▸ **Activity**: Read through the data and report every line in which the word "false" occurs.
►
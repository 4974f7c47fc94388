/// Token-stream helpers, error reporting and the nesting guard.
///
/// This chunk contains the low-level primitives used throughout parsing:
/// - Peeking/consuming tokens (`peek`, `advance`)
/// - Matching / expecting token kinds
/// - Diagnostics (`report`) and node ids (`next_id`)
/// - Depth accounting (`enter_nesting`, `leave_nesting`)
impl<'a> Parser<'a> {
    // ========================================================================
    // Helpers
    // ========================================================================

    fn is_at_end(&self) -> bool {
        self.pos >= self.tokens.len()
    }

    /// Return the current token without consuming it, or `None` at end of input.
    fn peek(&self) -> Option<&'a Token> {
        self.tokens.get(self.pos)
    }

    fn peek_kind(&self) -> Option<TokenKind> {
        self.peek().map(|t| t.kind)
    }

    /// Advance past the current token (no-op at end of input).
    fn advance(&mut self) -> Option<&'a Token> {
        let token = self.tokens.get(self.pos);
        if token.is_some() {
            self.pos += 1;
        }
        token
    }

    fn check(&self, kind: TokenKind) -> bool {
        self.peek_kind() == Some(kind)
    }

    /// If the current token is `kind`, consume it and return `true`.
    fn match_token(&mut self, kind: TokenKind) -> bool {
        if self.check(kind) {
            self.advance();
            true
        } else {
            false
        }
    }

    /// Consume a token of `kind` and return its lexeme.
    ///
    /// On mismatch an `expected ..., found ...` diagnostic is recorded and the cursor stays put;
    /// recovery is the caller's job.
    fn expect(&mut self, kind: TokenKind) -> Option<&'a str> {
        if self.check(kind) {
            self.advance().map(|t| t.lexeme.as_str())
        } else {
            self.report(SyntaxError::Expected {
                expected: Expectation::Token(kind),
                found: self.peek_kind(),
                index: self.pos,
            });
            None
        }
    }

    /// If the current token is a binary operator of `level`, return it without consuming.
    fn peek_op(&self, level: Precedence) -> Option<BinOp> {
        self.peek_kind()
            .and_then(BinOp::from_token)
            .filter(|op| op.precedence() == level)
    }

    fn report(&mut self, error: SyntaxError) {
        if self.abandoned {
            return;
        }
        tracing::debug!(%error, "syntax error");
        self.errors.push(error);
    }

    fn next_id(&mut self) -> NodeId {
        let id = NodeId(self.next_id);
        self.next_id += 1;
        id
    }

    /// Enter one nesting level. Returns `false` (after reporting once and abandoning the rest of
    /// the input) when the configured bound is exceeded; in that case do not call
    /// [`Self::leave_nesting`].
    fn enter_nesting(&mut self) -> bool {
        if self.depth >= self.config.max_depth {
            self.report(SyntaxError::NestingTooDeep {
                max: self.config.max_depth,
                index: self.pos,
            });
            self.abandoned = true;
            self.pos = self.tokens.len();
            return false;
        }
        self.depth += 1;
        true
    }

    fn leave_nesting(&mut self) {
        debug_assert!(self.depth > 0, "leave_nesting called without matching enter_nesting");
        self.depth = self.depth.saturating_sub(1);
    }
}
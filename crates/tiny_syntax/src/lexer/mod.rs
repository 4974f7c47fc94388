//! Scanner for the TINY teaching language
//!
//! Works line by line, threading a single piece of state across line boundaries: whether the
//! scanner is currently inside a `{ ... }` block comment.
//!
//! ## Rules
//!
//! - Source is case-insensitive; every lexeme is ASCII-lowercased before classification.
//! - A digit run is a `NUMBER`. A letter run is a keyword or an `IDENTIFIER`; digits never join a
//!   word, so `ab12` scans as `ab` followed by `12`.
//! - `:=` is tried before the single-character symbols `; + - * / ( ) < =`.
//! - Anything else is reported as a [`LexError`], skipped, and scanning continues on the same line.
//! - Lines that produce no tokens (blank, or entirely comment) are dropped from the output.
//!
//! ## Module Structure
//!
//! - `tokens` - Token types (TokenKind, Token)

pub mod tokens;

pub use tokens::{Token, TokenKind};

use tiny_core::lang::symbols;

use crate::diagnostics::LexError;

// ============================================================================
// SCANNER STATE
// ----------------------------------------------------------------------------
//
// [code] --'{'--> [comment] --'}'--> [code]
//    ^                |
//    |             end of line: stays in [comment] for the next line
// ============================================================================

/// Result of scanning a whole source text.
#[derive(Debug, Clone, Default, PartialEq, Eq)]
pub struct ScanOutput {
    /// One entry per source line that produced at least one token, in source order.
    pub lines: Vec<Vec<Token>>,
    /// Lexical diagnostics in source order.
    pub errors: Vec<LexError>,
    /// The text ended inside an unterminated block comment.
    pub ends_in_comment: bool,
}

impl ScanOutput {
    /// Iterate over all tokens, flattened across lines.
    pub fn tokens(&self) -> impl Iterator<Item = &Token> {
        self.lines.iter().flatten()
    }

    /// Flatten into the token sequence the parser consumes.
    pub fn into_tokens(self) -> Vec<Token> {
        self.lines.into_iter().flatten().collect()
    }

    /// Number of tokens across all lines.
    pub fn token_count(&self) -> usize {
        self.lines.iter().map(Vec::len).sum()
    }

    /// Return `true` if no lexical errors were reported.
    pub fn is_clean(&self) -> bool {
        self.errors.is_empty()
    }
}

/// Line-oriented scanner.
///
/// The only state carried between [`Scanner::scan_line`] calls is the block-comment flag and the
/// accumulated diagnostics.
#[derive(Debug, Default)]
pub struct Scanner {
    in_comment: bool,
    errors: Vec<LexError>,
}

impl Scanner {
    /// Create a scanner positioned outside any comment.
    pub fn new() -> Self {
        Self::default()
    }

    /// Return `true` if the previous line left a block comment open.
    pub fn in_comment(&self) -> bool {
        self.in_comment
    }

    /// Diagnostics reported so far.
    pub fn errors(&self) -> &[LexError] {
        &self.errors
    }

    /// Consume the scanner, returning its diagnostics.
    pub fn into_errors(self) -> Vec<LexError> {
        self.errors
    }

    /// Scan one line of source.
    ///
    /// ## Parameters
    /// - `line`: Line text without its terminator.
    /// - `line_no`: 1-based line number, for diagnostics.
    /// - `offset`: Byte offset of the line within the full source, for diagnostic spans.
    ///
    /// ## Returns
    /// - The tokens found on this line (possibly none).
    pub fn scan_line(&mut self, line: &str, line_no: usize, offset: usize) -> Vec<Token> {
        let chars: Vec<(usize, char)> = line.char_indices().collect();
        let mut tokens = Vec::new();
        let mut i = 0;

        while i < chars.len() {
            if self.in_comment {
                match chars[i..].iter().position(|&(_, c)| c == '}') {
                    Some(close) => {
                        self.in_comment = false;
                        i += close + 1;
                        continue;
                    }
                    // The rest of the line is comment text.
                    None => break,
                }
            }

            let (pos, c) = chars[i];

            if c.is_whitespace() {
                i += 1;
                continue;
            }

            if c == '{' {
                self.in_comment = true;
                i += 1;
                continue;
            }

            if c.is_ascii_digit() {
                let end = run_end(&chars, i, |c| c.is_ascii_digit());
                tokens.push(Token::new(TokenKind::Number, collect(&chars[i..end])));
                i = end;
                continue;
            }

            if c.is_ascii_alphabetic() {
                let end = run_end(&chars, i, |c| c.is_ascii_alphabetic());
                let word = collect(&chars[i..end]);
                tokens.push(Token::new(TokenKind::for_word(&word), word));
                i = end;
                continue;
            }

            if c == ':' && chars.get(i + 1).is_some_and(|&(_, next)| next == '=') {
                tokens.push(Token::new(
                    TokenKind::from_symbol(symbols::SymbolId::Assign),
                    symbols::as_str(symbols::SymbolId::Assign),
                ));
                i += 2;
                continue;
            }

            if let Some(id) = symbols::from_char(c) {
                tokens.push(Token::new(TokenKind::from_symbol(id), symbols::as_str(id)));
                i += 1;
                continue;
            }

            let error = LexError::unrecognized(c, line_no, i + 1, offset + pos);
            tracing::warn!(%error, "lexical error");
            self.errors.push(error);
            i += 1;
        }

        tokens
    }
}

/// Index one past the end of the run of characters starting at `start` that satisfy `pred`.
fn run_end(chars: &[(usize, char)], start: usize, pred: impl Fn(char) -> bool) -> usize {
    chars[start..]
        .iter()
        .position(|&(_, c)| !pred(c))
        .map_or(chars.len(), |len| start + len)
}

fn collect(chars: &[(usize, char)]) -> String {
    chars.iter().map(|&(_, c)| c.to_ascii_lowercase()).collect()
}

/// Scan a whole source text.
///
/// ## Parameters
/// - `source`: Raw program text. `\n` and `\r\n` line endings are both accepted.
///
/// ## Returns
/// - The per-line token groups and every lexical diagnostic. Scanning never fails outright.
#[tracing::instrument(skip_all, fields(source_len = source.len()))]
pub fn scan(source: &str) -> ScanOutput {
    let mut scanner = Scanner::new();
    let mut lines = Vec::new();
    let mut offset = 0;

    for (index, raw) in source.split_inclusive('\n').enumerate() {
        let line = raw.strip_suffix('\n').unwrap_or(raw);
        let tokens = scanner.scan_line(line, index + 1, offset);
        if !tokens.is_empty() {
            lines.push(tokens);
        }
        offset += raw.len();
    }

    let ends_in_comment = scanner.in_comment();
    if ends_in_comment {
        tracing::debug!("source ends inside an unterminated block comment");
    }

    ScanOutput {
        lines,
        errors: scanner.into_errors(),
        ends_in_comment,
    }
}

// ============================================================================
// TESTS
// ============================================================================

#[cfg(test)]
mod tests {
    use super::*;

    fn kinds(source: &str) -> Vec<TokenKind> {
        scan(source).tokens().map(|t| t.kind).collect()
    }

    fn lexemes(source: &str) -> Vec<String> {
        scan(source).tokens().map(|t| t.lexeme.clone()).collect()
    }

    #[test]
    fn test_keywords_case_insensitive() {
        assert_eq!(kinds("IF if If iF"), vec![TokenKind::If; 4]);
        assert_eq!(lexemes("IF If"), vec!["if", "if"]);
    }

    #[test]
    fn test_identifier_stops_at_digit() {
        let out = scan("ab12");
        let tokens: Vec<_> = out.tokens().cloned().collect();
        assert_eq!(
            tokens,
            vec![
                Token::new(TokenKind::Identifier, "ab"),
                Token::new(TokenKind::Number, "12"),
            ]
        );
    }

    #[test]
    fn test_assign_before_single_symbols() {
        assert_eq!(
            kinds("x:=x+1;"),
            vec![
                TokenKind::Identifier,
                TokenKind::Assign,
                TokenKind::Identifier,
                TokenKind::Plus,
                TokenKind::Number,
                TokenKind::Semicolon,
            ]
        );
    }

    #[test]
    fn test_all_single_symbols() {
        assert_eq!(
            kinds("; + - * / ( ) < ="),
            vec![
                TokenKind::Semicolon,
                TokenKind::Plus,
                TokenKind::Minus,
                TokenKind::Mult,
                TokenKind::Div,
                TokenKind::OpenParen,
                TokenKind::CloseParen,
                TokenKind::LessThan,
                TokenKind::Equal,
            ]
        );
    }

    #[test]
    fn test_same_line_comment() {
        let out = scan("read x { the input } ; write x");
        assert_eq!(out.lines.len(), 1);
        assert_eq!(out.token_count(), 5);
        assert!(!out.ends_in_comment);
    }

    #[test]
    fn test_comment_spanning_three_lines() {
        let source = "read x;\n{ first\nsecond\nthird }\nwrite x";
        let out = scan(source);
        assert_eq!(out.lines.len(), 2);
        assert_eq!(lexemes(source), vec!["read", "x", ";", "write", "x"]);
    }

    #[test]
    fn test_comment_close_resumes_scanning_mid_line() {
        let out = scan("x := 1 { open\n still } y := 2");
        assert_eq!(out.lines.len(), 2);
        assert_eq!(
            out.lines[1].iter().map(|t| t.lexeme.as_str()).collect::<Vec<_>>(),
            vec!["y", ":=", "2"]
        );
    }

    #[test]
    fn test_comment_only_lines_dropped() {
        let out = scan("{ header }\n\n   \nwrite 1\n{ trailer }");
        assert_eq!(out.lines.len(), 1);
    }

    #[test]
    fn test_unterminated_comment() {
        let out = scan("write 1 { never closed\nwrite 2");
        assert_eq!(out.token_count(), 2);
        assert!(out.ends_in_comment);
        assert!(out.is_clean());
    }

    #[test]
    fn test_scanner_state_carries_between_lines() {
        let mut scanner = Scanner::new();
        assert!(scanner.scan_line("x := { open", 1, 0).len() == 2);
        assert!(scanner.in_comment());
        assert!(scanner.scan_line("still comment ; := 3", 2, 12).is_empty());
        assert!(scanner.in_comment());
        let tokens = scanner.scan_line("} 3", 3, 33);
        assert!(!scanner.in_comment());
        assert_eq!(tokens, vec![Token::new(TokenKind::Number, "3")]);
    }

    #[test]
    fn test_unrecognized_character_reported_and_skipped() {
        let out = scan("x := 1 # 2\ny := 3 ! 4");
        assert_eq!(out.errors.len(), 2);
        assert_eq!(out.errors[0].ch, '#');
        assert_eq!(out.errors[0].line, 1);
        assert_eq!(out.errors[0].column, 8);
        assert_eq!(out.errors[0].span.offset(), 7);
        assert_eq!(out.errors[1].ch, '!');
        assert_eq!(out.errors[1].line, 2);
        assert_eq!(out.errors[1].span.offset(), 18);
        // Scanning continued past both errors.
        assert_eq!(out.token_count(), 8);
    }

    #[test]
    fn test_lone_colon_and_close_brace_are_errors() {
        let out = scan("x : 1 }");
        let chars: Vec<char> = out.errors.iter().map(|e| e.ch).collect();
        assert_eq!(chars, vec![':', '}']);
    }

    #[test]
    fn test_non_ascii_letter_is_error() {
        let out = scan("café := 1");
        assert_eq!(out.errors.len(), 1);
        assert_eq!(out.errors[0].ch, 'é');
        assert_eq!(lexemes("café := 1"), vec!["caf", ":=", "1"]);
    }

    #[test]
    fn test_crlf_line_endings() {
        let out = scan("read x;\r\nwrite x\r\n");
        assert_eq!(out.lines.len(), 2);
        assert!(out.is_clean());
    }

    #[test]
    fn test_else_scans_as_keyword() {
        assert_eq!(kinds("else"), vec![TokenKind::Else]);
    }
}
◄
▸ **Output**:
            false
    /// Enter one nesting level. Returns `false` (after reporting once and abandoning the rest of
            return false;
                        self.in_comment = false;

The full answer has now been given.